Jun 10 2016
Security

When an Employee Leaves Your Agency, Make Sure Your Data Doesn’t

There are some clear lessons federal agencies can learn from the FDIC data breach about protecting sensitive data.

Over the last several months, the personal banking data of around 160,000 individuals has been removed from the Federal Deposit Insurance Corp. (FDIC) by employees leaving the agency. These breaches occurred in at least seven separate incidents when departing employees copied their own personal information to removable thumb drives, and, according to FDIC, inadvertently copied customer banking data at the same time.

So what can we take away from this story to ensure that history does not repeat itself?

First and foremost, continuous and ongoing employee education is imperative. This education cannot be a once-a-year training course, but rather it must be pervasive throughout your company culture. In the absence of security education or experience, people (employees, users, and customers) naturally make poor security decisions with technology. This means that systems need to be easy to use securely and difficult to use insecurely.

This is a critical point — and probably one of the single largest opportunities for security programs to be revamped. Make it easier for your end users to do the right thing, rather than inadvertently and unknowingly do the wrong thing.

Understand the Data That Your Agency Holds 

Every organization has sensitive data, including customer information, employee records, intellectual property, and medical records. In order to appropriately protect it, you must understand the lifecycle of data in your business. Determining what the data is; how it is being created or collected; how it is maintained, stored, and shared while it is being used; and how it should be disposed are key when implementing better practices that will protect these valuable assets.

Once security practitioners have an understanding of the original source of the data, they can best decide where it should live, with whom it can be shared, how it can be accessed and how it should be destroyed.

Delineate Between Work-Related and Personal Data

As illustrated most painfully by the breaches at FDIC, employee personal data or non-work related data, should not be mingled with official/work-related or customer data. While it may not be realistic to entirely prohibit employees from interacting with some kind of their own personal information during working hours, it is realistic to delineate that data, store it separately, and prevent employees from co-mingling work and personal data on work machines.

This of course becomes particularly challenging when employees use their own devices to do their jobs, or work in remote offices. However, this was not the case at FDIC. In order to determine the best controls to protect your data, you need to understand the data in context.

Reduce Data Hoarding

While most data should have some sort of end to its lifecycle, some enterprises are guilty of data hoarding. Data maintained on company or agency systems should be kept for reasonable business purposes, then archived or deleted. As long as you have the data, you have to protect it. Data hoarding results in a significant data problem for the enterprise, because the more you have, the greater your risk of someone with malicious intent targeting your enterprise. It also means you will spend more time protecting data that no longer holds its original value to your organization.

Considering “a day in the life of a document” is a good practice that will help you to classify your data and understand where it goes, who has access to it, and how long it should be there.
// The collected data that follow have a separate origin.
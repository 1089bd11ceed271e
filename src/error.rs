use thiserror::Error;

/// Errors that can occur when working with fitness equipment
#[derive(Error, Debug)]
pub enum ErgError {
    /// Bluetooth Low Energy related errors
    #[error("BLE error: {0}")]
    Ble(#[from] btleplug::Error),

    /// Radio is powered off, unsupported or not authorized
    #[error("Bluetooth adapter unavailable: {reason}")]
    AdapterUnavailable {
        /// Adapter state that prevented the operation
        reason: String,
    },

    /// Scan or connect exceeded its bound
    #[error("Operation timed out after {timeout_ms}ms")]
    Timeout {
        /// Timeout duration in milliseconds
        timeout_ms: u64,
    },

    /// A required channel is absent after service discovery
    #[error("Protocol mismatch: {0}")]
    ProtocolMismatch(String),

    /// Device connection failed
    #[error("Failed to connect to device: {0}")]
    ConnectionFailed(String),

    /// Command issued with no bound device
    #[error("Device not ready: {reason}")]
    NotReady {
        /// Reason why device is not ready
        reason: String,
    },

    /// Device acknowledged a command with a non-success result
    #[error("Command 0x{opcode:02X} rejected with result 0x{result:02X}")]
    CommandRejected {
        /// Echoed request opcode
        opcode: u8,
        /// Result code reported by the device
        result: u8,
    },

    /// Invalid command parameters
    #[error("Invalid command parameters: {0}")]
    InvalidParameters(String),

    /// Message parsing failed
    #[error("Failed to parse message: {0}")]
    ParseError(String),

    /// The controller actor has shut down
    #[error("Controller has shut down")]
    ControllerClosed,
}

/// Result type for ergolink operations
pub type Result<T> = std::result::Result<T, ErgError>;

impl ErgError {
    /// Check if this error indicates a connection issue
    #[must_use]
    pub const fn is_connection_error(&self) -> bool {
        matches!(
            self,
            Self::Ble(_)
                | Self::ConnectionFailed(_)
                | Self::ProtocolMismatch(_)
                | Self::AdapterUnavailable { .. }
        )
    }

    /// Check if this error is recoverable
    #[must_use]
    pub const fn is_recoverable(&self) -> bool {
        matches!(
            self,
            Self::Timeout { .. }
                | Self::NotReady { .. }
                | Self::CommandRejected { .. }
                | Self::InvalidParameters(_)
        )
    }

    pub(crate) fn not_ready(reason: impl Into<String>) -> Self {
        Self::NotReady {
            reason: reason.into(),
        }
    }
}

#[cfg(test)]
mod tests {
    use super::*;

    #[test]
    fn test_error_classification() {
        let connection_error = ErgError::ConnectionFailed("test".to_string());
        assert!(connection_error.is_connection_error());
        assert!(!connection_error.is_recoverable());

        let timeout_error = ErgError::Timeout { timeout_ms: 20_000 };
        assert!(!timeout_error.is_connection_error());
        assert!(timeout_error.is_recoverable());

        let mismatch = ErgError::ProtocolMismatch("no control point".to_string());
        assert!(mismatch.is_connection_error());
        assert!(!mismatch.is_recoverable());

        assert!(!ErgError::ControllerClosed.is_recoverable());
    }

    #[test]
    fn test_command_rejected_display_is_hex() {
        let error = ErgError::CommandRejected {
            opcode: 0x05,
            result: 0x03,
        };
        assert_eq!(
            error.to_string(),
            "Command 0x05 rejected with result 0x03"
        );
    }

    #[test]
    fn test_error_display() {
        let error = ErgError::not_ready("no control device bound");
        let error_string = format!("{error}");
        assert!(error_string.contains("Device not ready"));
        assert!(error_string.contains("no control device bound"));
    }
}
Create a Culture of Compliance

One classic problem that has led to many breaches is the assumption that someone else is responsible for protecting data at different stages of its existence. Security and data protection is not just the job of your CISO and chief privacy officer. It is everyone’s responsibility every day. If security practitioners get a good sense of what the business is doing today and know how users are interacting with data as part of their jobs, they can better determine security policies. Thinking about what kind of responsibility your users can have and how technology can help will drive better security practices.

At FDIC, three simple things could have helped to prevent these data breaches from happening:

  1. A policy (that is enforced) stating that when an employee is exiting his or her job, the data being removed should be reviewed and approved before that employee leaves the company.
  2. A policy (that is enforced) stating that once an employee is exiting a job, his or her access to systems with customer data on them should be limited and supervised.
  3. A policy (that is enforced) that requires all company data to be scanned, tagged, and classified so that it cannot possibly be intermingled with and/or inadvertently removed from a company system by a departing employee.

By tagging and classifying corporate data, organizations can then effectively layer in other security and data protection controls. These controls would then direct and contain data within appropriate systems, and identity management and access controls.

Using a combined or layered approach to data classification, identity management and access controls, and context-aware data loss prevention systems can ensure that the policies, training, and tools you are providing are being properly understood and integrated into the day-to-day tasks of your workforce. Security and data protection is a “team sport” in which every employee is a player. This is the lesson that everyone can take away from the FDIC breach to help prevent their organization from becoming tomorrow’s headline story.